“Kill Me Like You Mean It”

Susan Granger’s review of “Kill Me Like You Mean It” (Fourth Street Theater: 2014-15 season)

 

Billed as a “film noir for the stage,” this silly Off-Off Broadway parody follows hard-boiled Detective Ben Farrell (Nathan Darrow) as he tries to prevent his own murder. If he looks familiar, Darrow is best known as FBI agent Edward Meechum on TV’s “House of Cards.”

Farrell’s convoluted quest begins when he reads a realistic and eerily specific description of his own impending murder in a popular pulp serial by writer Tommy Dickie (David Skeist). Not surprisingly, the life-imitates-art concept involves leggy femme fatales, laconic dialogue and spiritual corruption.
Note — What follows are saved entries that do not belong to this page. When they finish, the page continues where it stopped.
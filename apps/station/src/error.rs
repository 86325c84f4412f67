//! # Station Error Type
//!
//! Unified error type for the `stockroom` binary.
//!
//! ## Error Flow
//! ```text
//! ┌─────────────────────────────────────────────────────────────────────────┐
//! │  stockroom-core      ValidationError ──┐                                │
//! │  stockroom-db        DbError ──────────┼──► StationError ──► exit code  │
//! │  stockroom-scan      ScanError ────────┤        │                       │
//! │  config / stdin      io, toml ─────────┘        ▼                       │
//! │                                          "error: <message>" on stderr   │
//! └─────────────────────────────────────────────────────────────────────────┘
//! ```
//!
//! Inside the scan console most errors are printed and the console keeps
//! running; only I/O failures on the terminal end it.

use std::path::PathBuf;

use stockroom_core::ValidationError;
use stockroom_db::DbError;
use stockroom_scan::ScanError;
use thiserror::Error;

/// Errors surfaced by station commands.
#[derive(Debug, Error)]
pub enum StationError {
    /// Config file could not be read.
    #[error("Failed to read config {path}: {source}")]
    ConfigRead {
        path: PathBuf,
        #[source]
        source: std::io::Error,
    },

    /// Config file is not valid TOML for `StationConfig`.
    #[error("Invalid config file: {0}")]
    ConfigParse(#[from] toml::de::Error),

    /// Config values failed validation.
    #[error("Invalid configuration: {0}")]
    InvalidConfig(String),

    /// No database path given and no platform data directory found.
    #[error("No database path available; pass --db or set STOCKROOM_DB_PATH")]
    NoDatabasePath,

    /// User input rejected by validation.
    #[error(transparent)]
    Validation(#[from] ValidationError),

    /// Catalog storage failure.
    #[error(transparent)]
    Database(#[from] DbError),

    /// Scan workflow failure.
    #[error(transparent)]
    Scan(#[from] ScanError),

    /// Terminal I/O failure.
    #[error("Terminal I/O failed: {0}")]
    Io(#[from] std::io::Error),
}

impl StationError {
    /// Process exit code for this error.
    ///
    /// - `2`: bad input or configuration
    /// - `1`: everything else
    pub fn exit_code(&self) -> u8 {
        match self {
            StationError::ConfigParse(_)
            | StationError::InvalidConfig(_)
            | StationError::NoDatabasePath
            | StationError::Validation(_) => 2,
            _ => 1,
        }
    }
}

/// Convenience type alias for station results.
pub type StationResult<T> = Result<T, StationError>;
The duplicitous dames are bodacious blonde Lydia Forsythe (Natalie Hegg) and sassy brunette Vivian Ballantine (Sarah Skeist).
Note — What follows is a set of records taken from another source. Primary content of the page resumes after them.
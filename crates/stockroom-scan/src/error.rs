//! # Scan Error Types
//!
//! ## Error Hierarchy
//! ```text
//! ┌─────────────────────────────────────────────────────────────────────────┐
//! │                       Scan Error Categories                             │
//! │                                                                         │
//! │  ┌─────────────────┐  ┌─────────────────┐  ┌─────────────────────────┐ │
//! │  │     Camera      │  │    Session      │  │     Catalog             │ │
//! │  │                 │  │                 │  │                         │ │
//! │  │  CameraUnavail- │  │  AlreadyActive  │  │  Validation             │ │
//! │  │  able { reason }│  │  NotActive      │  │  LookupFailed           │ │
//! │  │                 │  │                 │  │  CreateFailed           │ │
//! │  └─────────────────┘  └─────────────────┘  └─────────────────────────┘ │
//! │                                                                         │
//! │  Nothing in the workflow retries on its own; every error goes back     │
//! │  to the operator.                                                      │
//! └─────────────────────────────────────────────────────────────────────────┘
//! ```

use stockroom_core::ValidationError;
use thiserror::Error;

/// Result type alias for scan operations.
pub type ScanResult<T> = Result<T, ScanError>;

/// Why a decoder engine could not give us the camera.
#[derive(Debug, Clone, PartialEq, Eq, Error)]
pub enum CameraError {
    /// The operator (or the OS) refused camera access.
    #[error("permission denied")]
    PermissionDenied,

    /// No capture device is attached.
    #[error("no capture device found")]
    NoDevice,

    /// Another adapter holds the device.
    #[error("device is busy")]
    Busy,

    /// The device went away while a session was running.
    #[error("device disconnected")]
    Disconnected,

    /// The engine failed to initialize.
    #[error("initialization failed: {0}")]
    Init(String),
}

/// Scan workflow errors.
#[derive(Debug, Clone, PartialEq, Eq, Error)]
pub enum ScanError {
    /// The decoder could not acquire the camera. The session stays `Idle`.
    #[error("Camera unavailable: {reason}")]
    CameraUnavailable {
        #[source]
        reason: CameraError,
    },

    /// `begin_session` while a session is already running.
    #[error("A scan session is already active")]
    AlreadyActive,

    /// The operation needs a running (or accepted) session.
    #[error("No scan session is active")]
    NotActive,

    /// A draft failed validation. Nothing was written.
    #[error("Validation error: {0}")]
    Validation(#[from] ValidationError),

    /// The catalog could not be read.
    #[error("Product lookup failed: {0}")]
    LookupFailed(String),

    /// The catalog rejected or failed a create for a reason other than validation.
    #[error("Product creation failed: {0}")]
    CreateFailed(String),
}

impl From<CameraError> for ScanError {
    fn from(reason: CameraError) -> Self {
        ScanError::CameraUnavailable { reason }
    }
}

#[cfg(test)]
mod tests {
    use super::*;

    #[test]
    fn test_camera_error_message() {
        let err: ScanError = CameraError::PermissionDenied.into();
        assert_eq!(err.to_string(), "Camera unavailable: permission denied");
    }

    #[test]
    fn test_validation_error_wraps() {
        let err: ScanError = ValidationError::required("name").into();
        assert_eq!(err.to_string(), "Validation error: name is required");
    }
}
Playwright Kiran Rikhye, director John Stancato and composer/multi-instrumentalist Sean Cronin encompass every detective cliché imaginable, including references to classic movies like “Laura” and “The Maltese Falcon.”

Cleverly, they directly include the audience, with limited “Director’s Cut” seating directly on the stage.  As a result, the show’s conceit encompasses different point-of-view. No one can see everything, but everyone views something intriguing – with credit going to set designer Michael Minahan, lighting expert David Bengali, costumer Angela Harner and Ava Meyer’s props/graphics.

Beginning during the early 1940s, coinciding with the end of W.W.II, a new genre of American films emerged. These dark, melodramas dealt with issues of obsession, addiction and jealousy, delving into the dark, haunted mysteries of human nature.  While their antecedents can be traced back to German Expressionism of the 1920s, they borrowed elements from the gangster, detective and mystery genres, combining them into a new cinematic form, known as film noir. Indeed, the darkness that characterized most scenes was a deliberate embracing of oppressive shadows, utilizing the claustrophobic effect of a lack of light.

This is the latest absurdist production of Stolen Chair, the innovative theatrical troupe that previously scored with “The Man Who Laughs.”